Далее можно обратить внимание на Два, на время исключив из рассмотрения Один, и заметить, что Два состоит либо из пары подобных , как Диоскуры — Кастор и Поллукс, либо из пары противоположных — мужчина и женщина или жизнь и смерть, — как в ритуале исома. Ндембу в символическом языке близнечного ритуала предпочитают подчеркивать аспект противоположности и дополнительности. Хотя близнецы чаще всего принадлежат к одному полу, а, по сути, настоящие близнецы всегда одного пола, в ритуале вубвангу ндембу подчеркивают у двойственности аспект равенства, но в то же время и противоположности . Развивая далее этот взгляд, они демонстрируют процесс объединения компонентов диады, представляя данный процесс как совпадение противоположностей, а не удвоение подобных. Для описания этого процесса используется сексуальная символика, однако я надеюсь показать, что здесь имеется в виду не просто половое соитие.

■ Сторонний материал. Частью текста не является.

//! flow_app - the shape every pipeline app presents to the service

use anyhow::{Result, bail};
use async_trait::async_trait;
use ofhub::{MessageHub, Switch};
use ofproto::FlowMod;
use slog::{Logger, debug};
use std::time::Duration;

/// Extra wait on the caller side over the hub's own expiry window, so
/// that when a barrier reply never comes the hub expires first and the
/// caller times out just after.
const REPLY_WINDOW_SLACK: Duration = Duration::from_millis(250);

#[async_trait]
pub trait FlowApp: Send + Sync {
    fn name(&self) -> &'static str;
    fn hub(&self) -> &MessageHub;
    fn logger(&self) -> &Logger;
    fn response_timeout(&self) -> Duration;

    /// The flows this app needs present whenever a switch is connected.
    fn default_flows(&self) -> Vec<FlowMod>;

    /// Install whichever default flows the switch is missing.
    /// Reconciling first makes reconnects idempotent: flows that
    /// survived in the switch are not installed twice.
    async fn handle_switch_connected(
        &self,
        switch: &dyn Switch,
        installed: &[FlowMod],
    ) -> Result<()> {
        let (to_send, _unclaimed) = self
            .hub()
            .reconcile(switch, self.default_flows(), installed);
        debug!(
            self.logger(),
            "Installing {} default flows on switch {:#x}",
            to_send.len(),
            switch.datapath_id()
        );
        install_flows(
            self.hub(),
            switch,
            to_send,
            self.name(),
            self.response_timeout(),
        )
        .await
    }
}

/// Send a batch and wait for every reply.  A per-message error fails
/// the whole call; retrying is the caller's decision, after another
/// reconcile so the retry stays idempotent.
pub async fn install_flows(
    hub: &MessageHub,
    switch: &dyn Switch,
    flows: Vec<FlowMod>,
    txn_tag: &str,
    timeout: Duration,
) -> Result<()> {
    if flows.is_empty() {
        return Ok(());
    }
    let count = flows.len();
    let chan = hub.send(switch, flows, txn_tag, timeout, None)?;
    let window = timeout + REPLY_WINDOW_SLACK;
    for _ in 0..count {
        let reply = chan.get(window).await?;
        if let Err(e) = reply.result {
            bail!(
                "{txn_tag}: flow message {} rejected by switch {:#x}: {e}",
                reply.message_xid,
                switch.datapath_id()
            );
        }
    }
    Ok(())
}
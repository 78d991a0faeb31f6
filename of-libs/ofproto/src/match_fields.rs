//! match_fields - the match predicate of a flow rule

use crate::actions::{DIRECTION_REG, Direction};
use std::collections::BTreeMap;
use std::net::{Ipv4Addr, Ipv6Addr};

#[derive(Clone, Debug, PartialEq, Eq)]
pub enum MatchValue {
    UInt(u64),
    Ipv4 { addr: Ipv4Addr, mask: Ipv4Addr },
    Ipv6 { addr: Ipv6Addr, mask: Ipv6Addr },
}

impl MatchValue {
    /// An all-zero address with an all-zero mask matches anything, which
    /// is the same as the field not being present at all.
    pub fn is_wildcard(&self) -> bool {
        match self {
            MatchValue::UInt(_) => false,
            MatchValue::Ipv4 { addr, mask } => addr.is_unspecified() && mask.is_unspecified(),
            MatchValue::Ipv6 { addr, mask } => addr.is_unspecified() && mask.is_unspecified(),
        }
    }
}

/// Set of match fields, keyed by OXM-style field name.  Built with the
/// typed methods below; `field` is the escape hatch for anything else.
#[derive(Clone, Debug, Default, PartialEq, Eq)]
pub struct FlowMatch {
    fields: BTreeMap<&'static str, MatchValue>,
}

impl FlowMatch {
    pub fn new() -> Self {
        Self::default()
    }

    pub fn field(mut self, name: &'static str, value: MatchValue) -> Self {
        self.fields.insert(name, value);
        self
    }

    pub fn in_port(self, port: u32) -> Self {
        self.field("in_port", MatchValue::UInt(port as u64))
    }

    pub fn eth_type(self, eth_type: u16) -> Self {
        self.field("eth_type", MatchValue::UInt(eth_type as u64))
    }

    pub fn vlan_vid(self, vid: u16) -> Self {
        self.field("vlan_vid", MatchValue::UInt(vid as u64))
    }

    pub fn ip_proto(self, proto: u8) -> Self {
        self.field("ip_proto", MatchValue::UInt(proto as u64))
    }

    pub fn icmpv6_type(self, icmp_type: u8) -> Self {
        self.field("icmpv6_type", MatchValue::UInt(icmp_type as u64))
    }

    pub fn ipv4_src(self, addr: Ipv4Addr, mask: Ipv4Addr) -> Self {
        self.field("ipv4_src", MatchValue::Ipv4 { addr, mask })
    }

    pub fn ipv4_dst(self, addr: Ipv4Addr, mask: Ipv4Addr) -> Self {
        self.field("ipv4_dst", MatchValue::Ipv4 { addr, mask })
    }

    pub fn ipv6_src(self, addr: Ipv6Addr, mask: Ipv6Addr) -> Self {
        self.field("ipv6_src", MatchValue::Ipv6 { addr, mask })
    }

    pub fn ipv6_dst(self, addr: Ipv6Addr, mask: Ipv6Addr) -> Self {
        self.field("ipv6_dst", MatchValue::Ipv6 { addr, mask })
    }

    pub fn tcp_src(self, port: u16) -> Self {
        self.field("tcp_src", MatchValue::UInt(port as u64))
    }

    pub fn tcp_dst(self, port: u16) -> Self {
        self.field("tcp_dst", MatchValue::UInt(port as u64))
    }

    pub fn udp_src(self, port: u16) -> Self {
        self.field("udp_src", MatchValue::UInt(port as u64))
    }

    pub fn udp_dst(self, port: u16) -> Self {
        self.field("udp_dst", MatchValue::UInt(port as u64))
    }

    pub fn metadata(self, value: u64) -> Self {
        self.field("metadata", MatchValue::UInt(value))
    }

    pub fn tun_id(self, value: u64) -> Self {
        self.field("tun_id", MatchValue::UInt(value))
    }

    pub fn reg(self, reg: &'static str, value: u64) -> Self {
        self.field(reg, MatchValue::UInt(value))
    }

    pub fn direction(self, direction: Direction) -> Self {
        self.reg(DIRECTION_REG, direction.into())
    }

    pub fn get(&self, name: &str) -> Option<&MatchValue> {
        self.fields.get(name)
    }

    pub fn is_empty(&self) -> bool {
        self.fields.is_empty()
    }

    pub fn iter(&self) -> impl Iterator<Item = (&'static str, &MatchValue)> {
        self.fields.iter().map(|(name, value)| (*name, value))
    }
}
//! actions - the closed set of flow actions and instructions the pipeline manipulates

/// OpenFlow reserved port: punt the packet to the controller.
pub const OFPP_CONTROLLER: u32 = 0xfffffffd;
/// OpenFlow reserved port: the switch's local networking stack.
pub const OFPP_LOCAL: u32 = 0xfffffffe;

// Registers shared by the pipeline apps.  The IMSI travels in the
// metadata field; the rest are Nicira extension registers.
pub const IMSI_REG: &str = "metadata";
pub const SCRATCH_REG: &str = "reg0";
pub const DIRECTION_REG: &str = "reg1";
pub const RULE_NUM_REG: &str = "reg2";
pub const RULE_VERSION_REG: &str = "reg3";
pub const PASSTHROUGH_REG: &str = "reg4";

/// Direction of a subscriber packet relative to the gateway.
#[derive(Clone, Copy, Debug, PartialEq, Eq)]
#[repr(u64)]
pub enum Direction {
    Out = 0x1,
    In = 0x10,
}

impl From<Direction> for u64 {
    fn from(d: Direction) -> u64 {
        d as u64
    }
}

#[derive(Clone, Debug, PartialEq, Eq)]
pub enum Action {
    /// Load an immediate value into a register.
    RegisterLoad { dst: &'static str, value: u64 },
    /// Re-inject the packet into another flow table.
    ResubmitTable { table: u8 },
    /// Output the packet on a port.
    Output { port: u32 },
    /// Any other action kind (sampling, header rewrites, ...), carried
    /// opaquely.  The diff engine ignores these.
    Other(String),
}

#[derive(Clone, Debug, PartialEq, Eq)]
pub enum Instruction {
    ApplyActions(Vec<Action>),
    GotoTable(u8),
}
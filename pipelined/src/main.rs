//! main - starts the pipelined flow-management service

use anyhow::Result;
use async_std::channel::Sender;
use async_std::prelude::*;
use clap::Parser;
use pipelined::{Config, Pipelined};
use signal_hook::consts::signal::*;
use signal_hook_async_std::Signals;
use slog::{Drain, Logger, o};

#[derive(Parser, Debug)]
#[command(author, version, about, long_about = None)]
struct Args {
    /// Path to the pipeline TOML config.  When absent, the built-in
    /// default pipeline (access_control -> check_quota ->
    /// ipv6_solicitation -> ipfix -> enforcement -> egress) is used.
    #[arg(long)]
    config: Option<String>,
}

#[async_std::main]
async fn main() -> Result<()> {
    exit_on_panic();
    let logger = init_logging();

    let args = Args::parse();
    let config = match args.config {
        Some(path) => pipelined::load_config_file(&path, &logger)?,
        None => Config::default(),
    };

    // The datapath connection layer plugs into the event surface
    // (on_switch_connected / on_barrier_ack / on_message_error).
    let service = Pipelined::new(config, logger)?;

    wait_for_signal().await?;
    service.graceful_shutdown().await;

    Ok(())
}

fn init_logging() -> Logger {
    // Use info level logging by default
    if std::env::var("RUST_LOG").is_err() {
        unsafe { std::env::set_var("RUST_LOG", "info") }
    }
    let decorator = slog_term::TermDecorator::new().build();
    let drain = slog_term::FullFormat::new(decorator).build().fuse();
    let drain = slog_async::Async::new(drain).build().fuse();
    let drain = slog_envlogger::new(drain);
    slog::Logger::root(drain, o!())
}

fn exit_on_panic() {
    let orig_hook = std::panic::take_hook();
    std::panic::set_hook(Box::new(move |panic_info| {
        orig_hook(panic_info);
        std::process::exit(1);
    }));
}

async fn wait_for_signal() -> Result<i32> {
    let signals = Signals::new([SIGHUP, SIGTERM, SIGINT, SIGQUIT])?;
    let handle = signals.handle();
    let (sig_sender, sig_receiver) = async_std::channel::unbounded();
    let signals_task = async_std::task::spawn(handle_signals(signals, sig_sender));
    let signal = sig_receiver.recv().await;
    handle.close();
    signals_task.await;
    Ok(signal?)
}

async fn handle_signals(signals: Signals, sig_sender: Sender<i32>) {
    let mut signals = signals.fuse();
    while let Some(signal) = signals.next().await {
        match signal {
            SIGHUP => {
                // Reload configuration
            }
            SIGTERM | SIGINT | SIGQUIT => {
                let _ = sig_sender.send(signal).await;
            }
            _ => unreachable!(),
        }
    }
}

Эротический язык используется для изображения процесса, в котором социальные силы, примерно одинаковые по своему могуществу, но противоположные по качеству, предстают гармонически согласованными. В этой главе я остановлюсь в основном на социальных референтах тех символов, которые помимо прочего представляют аспекты сексуальности. Сплав множества социокультурных референтов с множеством органических референтов (включая и сексуальные) в единую зримую репрезентацию, наделяемую верующими необыкновенной силой и обладающую вдобавок качеством человеческого общения, — важная особенность религиозных символов. Говорить, что какой-либо из рядов референтов — культурных или органических — является «основным» или «первичным», а другой — подчиненным или производным, — значит проглядеть качественное различие рядов, представленное в образцах их взаимозависимости.